In my case I have all GEFs in a local database and I can get them from the database using code like;

for id in (534, 535, 538):
        gefs.append(db.getGEFFromId(id))

The function for the geometry expects GEF objects so you will probably have to write your implementation of that based on my previous article.

The last input parameters is again a simple list or tuple of right side boundaries where the GEF object is valid.

So here is an example of the required input code;

gefs = []
    db = database.Database()
    for id in (534, 535, 538):
        gefs.append(db.getGEFFromId(id))

    create_geometry(crs, gefs, [10, 30, 50])

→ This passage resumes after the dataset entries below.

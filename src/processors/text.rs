use crate::events::ProgressStatus;
use crate::pipeline::{ItemProcessor, ProcessResult, ProgressNotifier, mirrored_output_path, output_path};
use anyhow::{Context, Result};
use std::collections::HashMap;
use std::fmt::Write as _;
use std::fs::File;
use std::io::{BufReader, Read};
use std::path::{Path, PathBuf};

/// Default read size between `processing` notifications
pub const DEFAULT_CHUNK_SIZE: usize = 1024;

const SUPPORTED_EXTENSIONS: &[&str] = &["txt", "md", "csv", "log", "json", "xml", "html", "css", "js"];

const TOP_WORDS: usize = 10;

/// Counts gathered from one text file
#[derive(Debug, Clone, Default, PartialEq)]
pub struct TextStats {
    pub lines: usize,
    pub words: usize,
    pub characters: usize,
    pub paragraphs: usize,
    pub word_frequency: HashMap<String, usize>,
}

impl TextStats {
    /// Most frequent words, ties broken alphabetically
    pub fn top_words(&self, limit: usize) -> Vec<(&str, usize)> {
        let mut pairs: Vec<(&str, usize)> = self
            .word_frequency
            .iter()
            .map(|(word, count)| (word.as_str(), *count))
            .collect();
        pairs.sort_by(|a, b| b.1.cmp(&a.1).then_with(|| a.0.cmp(b.0)));
        pairs.truncate(limit);
        pairs
    }
}

/// Line/word/paragraph analyzer writing a report per input file
pub struct TextProcessor {
    output_dir: PathBuf,
    input_root: Option<PathBuf>,
    chunk_size: usize,
}

impl TextProcessor {
    pub const NAME: &'static str = "text";

    /// Create the processor and its output directory
    pub fn new(output_dir: impl Into<PathBuf>, chunk_size: usize) -> Result<Self> {
        let output_dir = output_dir.into();
        std::fs::create_dir_all(&output_dir)
            .with_context(|| format!("Cannot create output directory {}", output_dir.display()))?;

        Ok(Self {
            output_dir,
            input_root: None,
            chunk_size: chunk_size.max(1),
        })
    }

    /// Mirror each input's directory below `root` inside the output directory
    pub fn with_input_root(mut self, root: impl Into<PathBuf>) -> Self {
        self.input_root = Some(root.into());
        self
    }

    fn report_path(&self, input: &Path) -> PathBuf {
        match &self.input_root {
            Some(root) => mirrored_output_path(&self.output_dir, root, input, "_analysis"),
            None => output_path(&self.output_dir, input, "_analysis"),
        }
    }

    pub fn analyze(content: &str) -> TextStats {
        let mut stats = TextStats {
            characters: content.len(),
            ..Default::default()
        };
        let mut in_paragraph = false;

        for line in content.lines() {
            stats.lines += 1;

            if line.is_empty() {
                if in_paragraph {
                    stats.paragraphs += 1;
                    in_paragraph = false;
                }
                continue;
            }

            in_paragraph = true;
            for word in tokenize(line) {
                stats.words += 1;
                *stats.word_frequency.entry(word.to_lowercase()).or_insert(0) += 1;
            }
        }

        if in_paragraph {
            stats.paragraphs += 1;
        }
        stats
    }

    /// Read in `chunk_size` pieces, publishing progress after each full chunk
    fn read_chunked(&self, path: &Path, progress: &ProgressNotifier<'_>) -> Result<Vec<u8>> {
        let file = File::open(path).with_context(|| format!("Cannot open file: {}", path.display()))?;
        let total = file.metadata()?.len();
        let mut reader = BufReader::new(file);
        let mut content = Vec::with_capacity(total as usize);
        let mut processed = 0u64;

        loop {
            let read = (&mut reader)
                .take(self.chunk_size as u64)
                .read_to_end(&mut content)
                .with_context(|| format!("Read failed: {}", path.display()))?;
            if read == 0 {
                break;
            }

            processed += read as u64;
            if read == self.chunk_size {
                progress.notify_progress(path, processed, total, ProgressStatus::Processing);
            }
        }

        Ok(content)
    }

    fn write_report(&self, output: &Path, stats: &TextStats) -> Result<()> {
        let mut report = String::new();
        writeln!(report, "Text Analysis Report")?;
        writeln!(report, "===================")?;
        writeln!(report)?;
        writeln!(report, "Statistics:")?;
        writeln!(report, "  Lines: {}", stats.lines)?;
        writeln!(report, "  Words: {}", stats.words)?;
        writeln!(report, "  Characters: {}", stats.characters)?;
        writeln!(report, "  Paragraphs: {}", stats.paragraphs)?;
        writeln!(report)?;
        writeln!(report, "Top {TOP_WORDS} Most Frequent Words:")?;
        for (rank, (word, count)) in stats.top_words(TOP_WORDS).into_iter().enumerate() {
            writeln!(report, "  {}. {} ({} times)", rank + 1, word, count)?;
        }

        if let Some(parent) = output.parent() {
            std::fs::create_dir_all(parent)
                .with_context(|| format!("Cannot create report directory {}", parent.display()))?;
        }
        std::fs::write(output, report)
            .with_context(|| format!("Cannot create analysis report: {}", output.display()))
    }
}

impl ItemProcessor for TextProcessor {
    fn process_item(&self, path: &Path, progress: &ProgressNotifier<'_>) -> Result<ProcessResult> {
        let content = self.read_chunked(path, progress)?;
        let text = String::from_utf8_lossy(&content);
        let stats = Self::analyze(&text);

        let output = self.report_path(path);
        self.write_report(&output, &stats)?;

        Ok(ProcessResult::success("Text processing completed")
            .with_metadata("lines", stats.lines)
            .with_metadata("words", stats.words)
            .with_metadata("characters", stats.characters)
            .with_metadata("paragraphs", stats.paragraphs)
            .with_metadata("output_file", output.display()))
    }

    fn can_process(&self, extension: &str) -> bool {
        SUPPORTED_EXTENSIONS.contains(&extension)
    }

    fn name(&self) -> &'static str {
        Self::NAME
    }
}

fn is_word_char(c: char) -> bool {
    c.is_alphanumeric() || c == '_' || c == '-'
}

fn tokenize(line: &str) -> impl Iterator<Item = &str> {
    line.split(|c: char| !is_word_char(c)).filter(|w| !w.is_empty())
}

Now the interesting stuff happens...

The basic Python stuff

Here we go.. we have all input but we need to know the boundary of our geometry. The boundary could be defined by the soillayers found in the CPT or in the crosssection so we check both;

def get_boundary(geometry, crs):
    result = [1e9,-1e9,1e9,-1e9]

    for geo in geometry:
        for layer in geo[2]:
            if layer[1] < result[2]: result[2] = layer[1]
            if layer[1] > result[3]: result[3] = layer[1]

    for p in crs:
        if p[0] < result[0]: result[0] = p[0]
        if p[0] > result[1]: result[1] = p[0]
        if p[1] < result[2]: result[2] = p[1]
        if p[1] > result[3]: result[3] = p[1]

    return tuple(result)

def create_geometry(crosssection, gefs, leftlimits):
    xl = crosssection[0][0]

    geometry = []
    ymin = 1e9
    ymax = -1e9
    for i in range(len(gefs)):
        xr = rightlimits[i]
        layers = []
        ls = gefs[i].toSoil(interval=Y_INTERVAL)
        for l in ls:
            if l[0] > ymax: ymax = l[0]
            if l[1] < ymin: ymin = l[1]
            layers.append(l)
        geometry.append([xl, xr, layers])
        xl = xr

    boundary = get_boundary(geometry, crs)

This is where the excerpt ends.